How to complete this task: Take the entries below and print only the lines from the one with "pub fn origin_of(url: &str)" through the one with "text or attributes", exactly as they stand, both ends included.
Top of Data under study
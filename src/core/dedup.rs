use std::collections::HashSet;

use crate::models::JobRecord;

/// Drop records whose (title, location) was already seen. The first
/// occurrence wins and input order is kept. Comparison is exact.
pub fn deduplicate(records: Vec<JobRecord>) -> Vec<JobRecord> {
    let mut seen: HashSet<(String, String)> = HashSet::with_capacity(records.len());
    records
        .into_iter()
        .filter(|record| seen.insert((record.title.clone(), record.location.clone())))
        .collect()
}
pub mod classifier;
pub mod dedup;
pub mod vocab;

pub use classifier::{classify, is_graduate_position, is_in_hong_kong, is_in_mainland_china, match_reason};
pub use dedup::deduplicate;
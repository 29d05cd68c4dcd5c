pub mod source;

pub use source::{SourceContext, SourcePlugin};
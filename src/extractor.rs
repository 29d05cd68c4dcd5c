use tracing::trace;
use url::Url;

use crate::core::vocab::{contains_any, LOCATION_MARKERS};
use crate::models::{Company, JobRecord, NewJobRecord};
use crate::scraper::PageElement;

/// Titles shorter than this are layout noise, not postings.
pub const MIN_TITLE_CHARS: usize = 4;

/// Team lines must be longer than this.
const MIN_TEAM_CHARS: usize = 3;

/// Fields recovered from an element's rendered text.
#[derive(Debug, Clone, PartialEq, Eq)]
pub struct ParsedLines {
    pub title: String,
    pub location: Option<String>,
    pub team: Option<String>,
}

/// Turns posting candidate elements into job records for one site.
#[derive(Debug, Clone)]
pub struct RecordExtractor {
    company: Company,
    listing_url: String,
    origin: String,
    excluded_links: Vec<String>,
}

/// Trimmed, non-empty lines in rendered order.
pub fn text_lines(text: &str) -> Vec<&str> {
    text.lines()
        .map(str::trim)
        .filter(|line| !line.is_empty())
        .collect()
}

/// Split rendered text into title, location and team.
///
/// The first line is the title. Following lines are scanned in order: the
/// first one containing a location marker becomes the location and ends the
/// scan; before that, the first line longer than two characters becomes the
/// team. Returns `None` when the title is missing or too short.
pub fn parse_lines(text: &str) -> Option<ParsedLines> {
    let lines = text_lines(text);
    let (title, rest) = lines.split_first()?;
    if title.chars().count() < MIN_TITLE_CHARS {
        return None;
    }

    let mut location = None;
    let mut team = None;
    for line in rest {
        if contains_any(line, LOCATION_MARKERS) {
            location = Some(line.to_string());
            break;
        }
        if team.is_none() && line.chars().count() >= MIN_TEAM_CHARS {
            team = Some(line.to_string());
        }
    }

    Some(ParsedLines {
        title: title.to_string(),
        location,
        team,
    })
}

/// Scheme and host of `url`, without a trailing slash.
pub fn origin_of(url: &str) -> String {
    Url::parse(url)
        .map(|parsed| parsed.origin().ascii_serialization())
        .unwrap_or_default()
}

impl RecordExtractor {
    pub fn new(company: Company, listing_url: impl Into<String>) -> Self {
        let listing_url = listing_url.into();
        let origin = origin_of(&listing_url);
        Self {
            company,
            listing_url,
            origin,
            excluded_links: Vec::new(),
        }
    }

    /// Links containing any of these fragments are site navigation, not postings.
    pub fn excluding_links<I, S>(mut self, fragments: I) -> Self
    where
        I: IntoIterator<Item = S>,
        S: Into<String>,
    {
        self.excluded_links = fragments.into_iter().map(Into::into).collect();
        self
    }

    /// Make a link absolute. Unresolvable links fall back to the listing page.
    pub fn resolve_link(&self, href: Option<&str>) -> String {
        let href = match href.map(str::trim).filter(|href| !href.is_empty()) {
            Some(href) => href,
            None => return self.listing_url.clone(),
        };

        if href.starts_with('/') && !href.starts_with("//") {
            return format!("{}{}", self.origin, href);
        }

        if href.starts_with("http://") || href.starts_with("https://") {
            return href.to_string();
        }

        Url::parse(&self.listing_url)
            .and_then(|base| base.join(href))
            .map(String::from)
            .unwrap_or_else(|_| self.listing_url.clone())
    }

    fn is_excluded(&self, href: &str) -> bool {
        self.excluded_links
            .iter()
            .any(|fragment| href.contains(fragment.as_str()))
    }

    /// Build a record from already-read element content.
    pub fn build(&self, text: &str, href: Option<&str>) -> Option<JobRecord> {
        if href.is_some_and(|href| self.is_excluded(href)) {
            return None;
        }

        let parsed = parse_lines(text)?;
        Some(JobRecord::new(NewJobRecord {
            title: parsed.title,
            location: parsed.location,
            team: parsed.team,
            url: self.resolve_link(href),
            company: self.company,
        }))
    }

    /// Extract a record from a live element. Missing text or attributes
    /// degrade to placeholders; unusable elements yield `None`.
    pub async fn extract(&self, element: &dyn PageElement) -> Option<JobRecord> {
        let text = match element.inner_text().await {
            Ok(text) => text,
            Err(e) => {
                trace!("Skipping element without readable text: {}", e);
                return None;
            }
        };

        let href = self.link_of(element).await;
        self.build(&text, href.as_deref())
    }

    /// The element's own href, else the href of its first descendant link.
    async fn link_of(&self, element: &dyn PageElement) -> Option<String> {
        if let Ok(Some(href)) = element.attribute("href").await {
            return Some(href);
        }

        match element.query_first("a").await {
            Ok(Some(link)) => link.attribute("href").await.ok().flatten(),
            _ => None,
        }
    }

    /// Extract every usable element, keeping element order.
    pub async fn extract_all(&self, elements: &[Box<dyn PageElement>]) -> Vec<JobRecord> {
        let mut records = Vec::with_capacity(elements.len());
        for element in elements {
            if let Some(record) = self.extract(element.as_ref()).await {
                records.push(record);
            }
        }
        records
    }
}
// Shared helpers for integration tests

pub mod pipeline_tests;
pub mod source_tests;

use std::path::PathBuf;
use std::sync::Arc;

use job_aggregator::config::AppConfig;
use job_aggregator::plugins::{PluginManager, SourceContext};
use job_aggregator::snapshot::SnapshotSessionFactory;

pub fn fixtures_dir() -> PathBuf {
    PathBuf::from(env!("CARGO_MANIFEST_DIR")).join("tests").join("fixtures")
}

pub fn fixture(host: &str) -> String {
    std::fs::read_to_string(fixtures_dir().join(format!("{}.html", host)))
        .unwrap_or_else(|e| panic!("missing fixture for {}: {}", host, e))
}

pub fn test_config() -> AppConfig {
    let mut config = AppConfig::default();
    config.scraper.retry_attempts = 0;
    config
}

pub fn context_for(factory: SnapshotSessionFactory) -> SourceContext {
    SourceContext::new(Arc::new(factory), test_config().scraper)
}

pub async fn default_plugins() -> PluginManager {
    let plugins = PluginManager::new();
    plugins.initialize_default_plugins(&test_config().sources).await;
    plugins
}
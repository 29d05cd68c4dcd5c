use chrono::{DateTime, Utc};
use serde::{Deserialize, Serialize};
use std::path::Path;

use crate::models::{Company, JobRecord, MatchReason};
use crate::Result;

/// What a single source contributed to a run.
#[derive(Debug, Clone, Serialize, Deserialize, PartialEq, Eq)]
pub struct SourceOutcome {
    pub source: Company,
    pub records: usize,
    #[serde(default, skip_serializing_if = "Option::is_none")]
    pub error: Option<String>,
}

impl SourceOutcome {
    pub fn succeeded(source: Company, records: usize) -> Self {
        Self { source, records, error: None }
    }

    pub fn failed(source: Company, error: impl Into<String>) -> Self {
        Self {
            source,
            records: 0,
            error: Some(error.into()),
        }
    }

    pub fn is_success(&self) -> bool {
        self.error.is_none()
    }
}

/// Classified records plus run metadata, ready for rendering.
#[derive(Debug, Clone, Serialize, Deserialize)]
pub struct RunReport {
    pub update_time: DateTime<Utc>,
    pub total_count: usize,
    pub hong_kong_count: usize,
    pub graduate_count: usize,
    pub scraped_count: usize,
    pub deduplicated_count: usize,
    pub sources: Vec<SourceOutcome>,
    pub jobs: Vec<JobRecord>,
}

impl RunReport {
    pub fn new(
        jobs: Vec<JobRecord>,
        sources: Vec<SourceOutcome>,
        scraped_count: usize,
        deduplicated_count: usize,
    ) -> Self {
        let count_reason = |reason: MatchReason| {
            jobs.iter()
                .filter(|job| job.match_reason == Some(reason))
                .count()
        };
        let hong_kong_count = count_reason(MatchReason::HongKong);
        let graduate_count = count_reason(MatchReason::GraduateNonMainland);

        Self {
            update_time: Utc::now(),
            total_count: jobs.len(),
            hong_kong_count,
            graduate_count,
            scraped_count,
            deduplicated_count,
            sources,
            jobs,
        }
    }

    pub fn jobs_for(&self, company: Company) -> impl Iterator<Item = &JobRecord> {
        self.jobs.iter().filter(move |job| job.company == company)
    }

    pub fn failed_sources(&self) -> impl Iterator<Item = &SourceOutcome> {
        self.sources.iter().filter(|outcome| !outcome.is_success())
    }

    pub fn write_json(&self, path: impl AsRef<Path>) -> Result<()> {
        let path = path.as_ref();
        if let Some(parent) = path.parent() {
            if !parent.as_os_str().is_empty() {
                std::fs::create_dir_all(parent)?;
            }
        }
        let json = serde_json::to_string_pretty(self)?;
        std::fs::write(path, json)?;
        Ok(())
    }
}
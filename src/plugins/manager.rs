use std::sync::Arc;
use tokio::sync::RwLock;

use super::sources::{BinanceSource, BitgetSource, OkxSource};
use super::traits::SourcePlugin;
use crate::config::SourcesConfig;
use crate::models::Company;

pub type SourcePluginRef = Arc<dyn SourcePlugin>;

/// Registry of the sources that take part in a run, in registration order.
#[derive(Clone)]
pub struct PluginManager {
    sources: Arc<RwLock<Vec<SourcePluginRef>>>,
}

impl PluginManager {
    pub fn new() -> Self {
        Self {
            sources: Arc::new(RwLock::new(Vec::new())),
        }
    }

    /// Register a source plugin. A later registration for the same company
    /// replaces the earlier one in place.
    pub async fn register_source(&self, plugin: SourcePluginRef) {
        let mut sources = self.sources.write().await;
        match sources.iter_mut().find(|existing| existing.company() == plugin.company()) {
            Some(existing) => {
                tracing::debug!("Replacing source plugin {}", plugin.name());
                *existing = plugin;
            }
            None => sources.push(plugin),
        }
    }

    /// Check if a source plugin is registered
    pub async fn has_source(&self, company: Company) -> bool {
        let sources = self.sources.read().await;
        sources.iter().any(|source| source.company() == company)
    }

    /// List registered source names
    pub async fn list_sources(&self) -> Vec<String> {
        let sources = self.sources.read().await;
        sources.iter().map(|source| source.name().to_string()).collect()
    }

    pub async fn sources(&self) -> Vec<SourcePluginRef> {
        self.sources.read().await.clone()
    }

    /// Drop every source not in `keep`.
    pub async fn retain(&self, keep: &[Company]) {
        let mut sources = self.sources.write().await;
        sources.retain(|source| keep.contains(&source.company()));
    }

    /// Register the built-in sources enabled in `config`
    pub async fn initialize_default_plugins(&self, config: &SourcesConfig) {
        for company in config.enabled() {
            let plugin: SourcePluginRef = match company {
                Company::Binance => Arc::new(BinanceSource::new()),
                Company::Okx => Arc::new(OkxSource::new()),
                Company::Bitget => Arc::new(BitgetSource::new(config.bitget.use_api)),
            };
            self.register_source(plugin).await;
        }
    }
}

impl Default for PluginManager {
    fn default() -> Self {
        Self::new()
    }
}
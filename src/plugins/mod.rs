pub mod listing;
pub mod manager;
pub mod sources;
pub mod traits;

pub use manager::PluginManager;
pub use traits::{SourceContext, SourcePlugin};
use async_trait::async_trait;
use std::sync::Arc;

use job_aggregator::aggregator::run_sources;
use job_aggregator::models::{Company, JobRecord, MatchReason};
use job_aggregator::plugins::{SourceContext, SourcePlugin};
use job_aggregator::snapshot::SnapshotSessionFactory;
use job_aggregator::{Aggregator, Result};

use super::*;

#[tokio::test(start_paused = true)]
async fn test_full_run_over_captured_pages() {
    let factory = SnapshotSessionFactory::from_dir(fixtures_dir()).unwrap();
    let aggregator = Aggregator::new(default_plugins().await, context_for(factory));

    let report = aggregator.run().await;

    assert_eq!(report.scraped_count, 10);
    assert_eq!(report.deduplicated_count, 9);
    assert_eq!(report.total_count, 5);
    assert_eq!(report.hong_kong_count, 2);
    assert_eq!(report.graduate_count, 3);
    assert_eq!(report.failed_sources().count(), 0);

    let titles: Vec<&str> = report.jobs.iter().map(|job| job.title.as_str()).collect();
    assert_eq!(
        titles,
        vec![
            "Risk Operations Analyst",
            "Graduate Software Engineer",
            "Compliance Officer",
            "Junior Data Analyst",
            "Market Maker (Intern to Full-time)",
        ]
    );

    // The duplicate posting is kept from the first source that listed it
    assert_eq!(report.jobs[0].company, Company::Binance);
    assert_eq!(report.jobs[0].url, "https://www.binance.com/en/careers/job-detail/5001");
    assert_eq!(report.jobs[0].match_reason, Some(MatchReason::HongKong));
    assert_eq!(report.jobs[3].match_reason, Some(MatchReason::GraduateNonMainland));
    assert_eq!(
        report.jobs[3].url,
        "https://hire-r1.mokahr.com/social-recruitment/bitget/100004136?locale=en-US#/job/7f3a"
    );
}

#[tokio::test(start_paused = true)]
async fn test_missing_site_contributes_nothing() {
    let factory = SnapshotSessionFactory::new()
        .with_page("www.binance.com", fixture("www.binance.com"))
        .with_page("www.okx.com", fixture("www.okx.com"));
    let aggregator = Aggregator::new(default_plugins().await, context_for(factory));

    let report = aggregator.run().await;

    let failed: Vec<Company> = report.failed_sources().map(|outcome| outcome.source).collect();
    assert_eq!(failed, vec![Company::Bitget]);
    assert_eq!(report.total_count, 3);
    assert_eq!(report.jobs_for(Company::Bitget).count(), 0);
    assert_eq!(report.sources.len(), 3);
}

struct PanickingSource;

#[async_trait]
impl SourcePlugin for PanickingSource {
    fn company(&self) -> Company {
        Company::Okx
    }

    fn description(&self) -> &str {
        "panics mid-scrape"
    }

    async fn fetch(&self, _ctx: &SourceContext) -> Result<Vec<JobRecord>> {
        panic!("selector engine crashed");
    }
}

#[tokio::test(start_paused = true)]
async fn test_panicking_source_is_contained() {
    let factory = SnapshotSessionFactory::new().with_page("www.binance.com", fixture("www.binance.com"));
    let plugins: Vec<Arc<dyn SourcePlugin>> = vec![
        Arc::new(job_aggregator::plugins::sources::BinanceSource::new()),
        Arc::new(PanickingSource),
    ];

    let report = run_sources(plugins, context_for(factory)).await;

    assert_eq!(report.total_count, 2);
    let okx = report
        .sources
        .iter()
        .find(|outcome| outcome.source == Company::Okx)
        .unwrap();
    assert!(!okx.is_success());
    assert_eq!(okx.records, 0);
}

#[tokio::test(start_paused = true)]
async fn test_report_json_output() {
    let factory = SnapshotSessionFactory::from_dir(fixtures_dir()).unwrap();
    let report = Aggregator::new(default_plugins().await, context_for(factory))
        .run()
        .await;

    let dir = tempfile::tempdir().unwrap();
    let path = dir.path().join("output").join("jobs.json");
    report.write_json(&path).unwrap();

    let json: serde_json::Value = serde_json::from_str(&std::fs::read_to_string(&path).unwrap()).unwrap();
    assert_eq!(json["total_count"], 5);
    assert_eq!(json["jobs"][0]["company"], "Binance");
    assert_eq!(json["jobs"][0]["match_reason"], "Location: Hong Kong");
    assert_eq!(json["jobs"][1]["match_reason"], "Graduate position (non-mainland)");
    assert_eq!(json["jobs"][2]["company"], "OKX");
}
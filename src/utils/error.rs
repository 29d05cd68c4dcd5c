use thiserror::Error;

#[derive(Error, Debug)]
pub enum AppError {
    #[error("HTTP client error: {0}")]
    Http(#[from] reqwest::Error),

    #[error("Configuration error: {0}")]
    Config(#[from] config::ConfigError),

    #[error("Serialization error: {0}")]
    Serialization(#[from] serde_json::Error),

    #[error("IO error: {0}")]
    Io(#[from] std::io::Error),

    #[error("Browser error: {0}")]
    Browser(String),

    #[error("Navigation to {url} failed: {message}")]
    Navigation { url: String, message: String },

    #[error("Timed out after {after_ms}ms: {operation}")]
    Timeout { operation: String, after_ms: u64 },

    #[error("Probe error: {endpoint}: {message}")]
    Probe { endpoint: String, message: String },

    #[error("Invalid selector: {selector}")]
    Selector { selector: String },

    #[error("Source error: {source_name}: {message}")]
    Source { source_name: String, message: String },

    #[error("Internal error: {0}")]
    Internal(String),
}

impl AppError {
    pub fn timeout(operation: impl Into<String>, after: std::time::Duration) -> Self {
        AppError::Timeout {
            operation: operation.into(),
            after_ms: after.as_millis() as u64,
        }
    }
}

pub type Result<T> = std::result::Result<T, AppError>;

#[cfg(test)]
mod tests {
    use super::*;
    use std::time::Duration;

    #[test]
    fn test_error_conversion() {
        let io_err = std::io::Error::new(std::io::ErrorKind::NotFound, "file not found");
        let app_err: AppError = io_err.into();
        assert!(matches!(app_err, AppError::Io(_)));
    }

    #[test]
    fn test_source_error() {
        let err = AppError::Source {
            source_name: "OKX".to_string(),
            message: "no session".to_string(),
        };
        assert_eq!(err.to_string(), "Source error: OKX: no session");
    }

    #[test]
    fn test_timeout_error() {
        let err = AppError::timeout("navigate https://example.com", Duration::from_secs(2));
        assert_eq!(err.to_string(), "Timed out after 2000ms: navigate https://example.com");
    }

    #[test]
    fn test_selector_error() {
        let err = AppError::Selector {
            selector: "div >".to_string(),
        };
        assert_eq!(err.to_string(), "Invalid selector: div >");
    }
}
use async_trait::async_trait;
use std::sync::Arc;

use crate::config::ScraperConfig;
use crate::models::{Company, JobRecord};
use crate::probe::HttpProbe;
use crate::scraper::SessionFactory;
use crate::Result;

/// Capabilities handed to every source for one run.
#[derive(Clone)]
pub struct SourceContext {
    pub sessions: Arc<dyn SessionFactory>,
    /// `None` disables API probing (e.g. offline snapshot runs).
    pub probe: Option<Arc<dyn HttpProbe>>,
    pub scraper: ScraperConfig,
}

impl SourceContext {
    pub fn new(sessions: Arc<dyn SessionFactory>, scraper: ScraperConfig) -> Self {
        Self {
            sessions,
            probe: None,
            scraper,
        }
    }

    pub fn with_probe(mut self, probe: Arc<dyn HttpProbe>) -> Self {
        self.probe = Some(probe);
        self
    }
}

/// Trait for implementing employer career-site sources
#[async_trait]
pub trait SourcePlugin: Send + Sync {
    /// Plugin metadata
    fn company(&self) -> Company;
    fn description(&self) -> &str;

    fn name(&self) -> &'static str {
        self.company().as_str()
    }

    /// Raw records in page order. Every record carries `company()`.
    /// Any session opened here must be closed before returning.
    async fn fetch(&self, ctx: &SourceContext) -> Result<Vec<JobRecord>>;
}
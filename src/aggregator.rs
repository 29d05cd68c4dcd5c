use futures::future::join_all;

use crate::core::{classify, deduplicate};
use crate::models::{JobRecord, RunReport, SourceOutcome};
use crate::plugins::manager::SourcePluginRef;
use crate::plugins::{PluginManager, SourceContext};
use crate::AppError;

/// Runs every registered source concurrently and turns their combined
/// output into a classified report.
pub struct Aggregator {
    plugins: PluginManager,
    context: SourceContext,
}

impl Aggregator {
    pub fn new(plugins: PluginManager, context: SourceContext) -> Self {
        Self { plugins, context }
    }

    /// Never fails: a source that errors or panics contributes zero records
    /// and is reported in `RunReport::sources`.
    pub async fn run(&self) -> RunReport {
        let sources = self.plugins.sources().await;
        tracing::info!("Scraping {} sources", sources.len());

        let handles = sources.into_iter().map(|source| {
            let context = self.context.clone();
            let name = source.name();
            let company = source.company();
            let handle = tokio::spawn(async move { scrape_source(source, context).await });
            async move {
                match handle.await {
                    Ok(result) => result,
                    Err(e) => {
                        let error = AppError::Source {
                            source_name: name.to_string(),
                            message: format!("task aborted: {}", e),
                        };
                        tracing::error!("{}", error);
                        metrics::counter!("job_aggregator_source_failures_total", "source" => name).increment(1);
                        (Vec::new(), SourceOutcome::failed(company, error.to_string()))
                    }
                }
            }
        });

        let mut raw = Vec::new();
        let mut outcomes = Vec::new();
        for (records, outcome) in join_all(handles).await {
            raw.extend(records);
            outcomes.push(outcome);
        }

        let report = process(raw, outcomes);
        tracing::info!(
            "Kept {} of {} unique jobs ({} Hong Kong, {} graduate)",
            report.total_count,
            report.deduplicated_count,
            report.hong_kong_count,
            report.graduate_count
        );
        report
    }
}

/// Run one source, containing any failure at the source boundary.
pub async fn scrape_source(source: SourcePluginRef, context: SourceContext) -> (Vec<JobRecord>, SourceOutcome) {
    let name = source.name();
    let company = source.company();
    let started = tokio::time::Instant::now();

    match source.fetch(&context).await {
        Ok(records) => {
            tracing::info!("{}: scraped {} jobs in {:?}", name, records.len(), started.elapsed());
            metrics::counter!("job_aggregator_records_scraped_total", "source" => name)
                .increment(records.len() as u64);
            let outcome = SourceOutcome::succeeded(company, records.len());
            (records, outcome)
        }
        Err(e) => {
            tracing::warn!("{}: scrape failed, contributing no jobs: {}", name, e);
            metrics::counter!("job_aggregator_source_failures_total", "source" => name).increment(1);
            (Vec::new(), SourceOutcome::failed(company, e.to_string()))
        }
    }
}

/// Deduplicate then classify the concatenated raw records.
pub fn process(raw: Vec<JobRecord>, sources: Vec<SourceOutcome>) -> RunReport {
    let scraped_count = raw.len();
    let unique = deduplicate(raw);
    let deduplicated_count = unique.len();
    let kept = classify(unique);
    RunReport::new(kept, sources, scraped_count, deduplicated_count)
}

/// Convenience for callers holding plugins directly.
pub async fn run_sources(plugins: Vec<SourcePluginRef>, context: SourceContext) -> RunReport {
    let manager = PluginManager::new();
    for plugin in plugins {
        manager.register_source(plugin).await;
    }
    Aggregator::new(manager, context).run().await
}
Bottom of Data under study
Written response:
pub fn origin_of(url: &str) -> String {
    Url::parse(url)
        .map(|parsed| parsed.origin().ascii_serialization())
        .unwrap_or_default()
}

impl RecordExtractor {
    pub fn new(company: Company, listing_url: impl Into<String>) -> Self {
        let listing_url = listing_url.into();
        let origin = origin_of(&listing_url);
        Self {
            company,
            listing_url,
            origin,
            excluded_links: Vec::new(),
        }
    }

    /// Links containing any of these fragments are site navigation, not postings.
    pub fn excluding_links<I, S>(mut self, fragments: I) -> Self
    where
        I: IntoIterator<Item = S>,
        S: Into<String>,
    {
        self.excluded_links = fragments.into_iter().map(Into::into).collect();
        self
    }

    /// Make a link absolute. Unresolvable links fall back to the listing page.
    pub fn resolve_link(&self, href: Option<&str>) -> String {
        let href = match href.map(str::trim).filter(|href| !href.is_empty()) {
            Some(href) => href,
            None => return self.listing_url.clone(),
        };

        if href.starts_with('/') && !href.starts_with("//") {
            return format!("{}{}", self.origin, href);
        }

        if href.starts_with("http://") || href.starts_with("https://") {
            return href.to_string();
        }

        Url::parse(&self.listing_url)
            .and_then(|base| base.join(href))
            .map(String::from)
            .unwrap_or_else(|_| self.listing_url.clone())
    }

    fn is_excluded(&self, href: &str) -> bool {
        self.excluded_links
            .iter()
            .any(|fragment| href.contains(fragment.as_str()))
    }

    /// Build a record from already-read element content.
    pub fn build(&self, text: &str, href: Option<&str>) -> Option<JobRecord> {
        if href.is_some_and(|href| self.is_excluded(href)) {
            return None;
        }

        let parsed = parse_lines(text)?;
        Some(JobRecord::new(NewJobRecord {
            title: parsed.title,
            location: parsed.location,
            team: parsed.team,
            url: self.resolve_link(href),
            company: self.company,
        }))
    }

    /// Extract a record from a live element. Missing text or attributes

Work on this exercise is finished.